C'est indécent comme horaire. Depuis quand se lève-t-on à l'aube?

Je le laisse un peu mariner dans son lit comme une mère respectable, et à 6h30 je le prends dans mon lit.

7h00 : biberon qu'il se renverse à moitié sur le pyjama...passons...

Je regarde les infos: ça barde en Amérique de Sud, ça ne sent pas bon pour Ingrid Bétancourt. Il va falloir que Super Nicolas enfile sa cape et son slip par dessus le collant pour aller la chercher lui même. A moins d'y envoyer sa femme.

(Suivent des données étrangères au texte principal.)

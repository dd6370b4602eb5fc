//! Reference descriptor loading.
//!
//! Turns a subject's enrolled reference images into a labeled descriptor
//! set. Individual images that cannot be fetched or embedded are skipped;
//! the load fails only when nothing usable remains.

use crate::catalog::ReferenceCatalog;
use crate::error::VerifyError;
use facegate_vision::{FaceAnalyzer, LabeledDescriptors};
use std::sync::Arc;

#[derive(Clone)]
pub struct ReferenceLoader {
    catalog: Arc<dyn ReferenceCatalog>,
    analyzer: Arc<dyn FaceAnalyzer>,
}

impl ReferenceLoader {
    pub fn new(catalog: Arc<dyn ReferenceCatalog>, analyzer: Arc<dyn FaceAnalyzer>) -> Self {
        Self { catalog, analyzer }
    }

    /// Fetch and embed every reference image enrolled for the subject.
    pub async fn load(&self, subject: &str) -> Result<LabeledDescriptors, VerifyError> {
        let listed = self.catalog.list_reference_images(subject).await?;
        tracing::debug!(subject, count = listed.len(), "listed reference images");

        let mut embeddings = Vec::new();
        for reference in &listed {
            let bytes = match self.catalog.fetch_image(&reference.url).await {
                Ok(bytes) => bytes,
                Err(e) => {
                    tracing::warn!(url = %reference.url, error = %e, "reference fetch failed; skipping");
                    continue;
                }
            };

            let analyzer = self.analyzer.clone();
            let embedded =
                tokio::task::spawn_blocking(move || analyzer.embed_primary_face(&bytes)).await;
            match embedded {
                Ok(Ok(Some(embedding))) => embeddings.push(embedding),
                Ok(Ok(None)) => {
                    tracing::warn!(url = %reference.url, "no face in reference image; skipping");
                }
                Ok(Err(e)) => {
                    tracing::warn!(url = %reference.url, error = %e, "reference embed failed; skipping");
                }
                Err(_) => {
                    tracing::warn!(url = %reference.url, "reference embed task failed; skipping");
                }
            }
        }

        if embeddings.is_empty() {
            return Err(VerifyError::NoReferenceImages {
                subject: subject.to_string(),
            });
        }

        tracing::info!(
            subject,
            descriptors = embeddings.len(),
            "reference descriptors ready"
        );
        Ok(LabeledDescriptors::new(subject, embeddings))
    }
}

Après tout l'Ex a bien ramené les infirmières Bulgares...

Comme une mère dévouée je prépare le petit déjeuner pour moi même, L'Homme n'a qu'à se débrouiller.

Et là c'est le drame...

En ouvrant le congélateur pour attraper le pain je me rends compte que celui ci est anormalement ramolli.

Branle bas de combat, on sort ce qui est encore congelé, on jette le reste (ma glace au citron pour faire les colonels!), on appelle Belle-Mamie pour dire qu'on débarque avec 2 sacs de surgelés et de frais. Car bien entendu c'est le frigo complet qui a lâché et bien entendu on a fait les courses hier.

 

Donc je m'apprête à aller faire du shopping mais pas pour un sac ou des chaussures comme j'aurais préféré.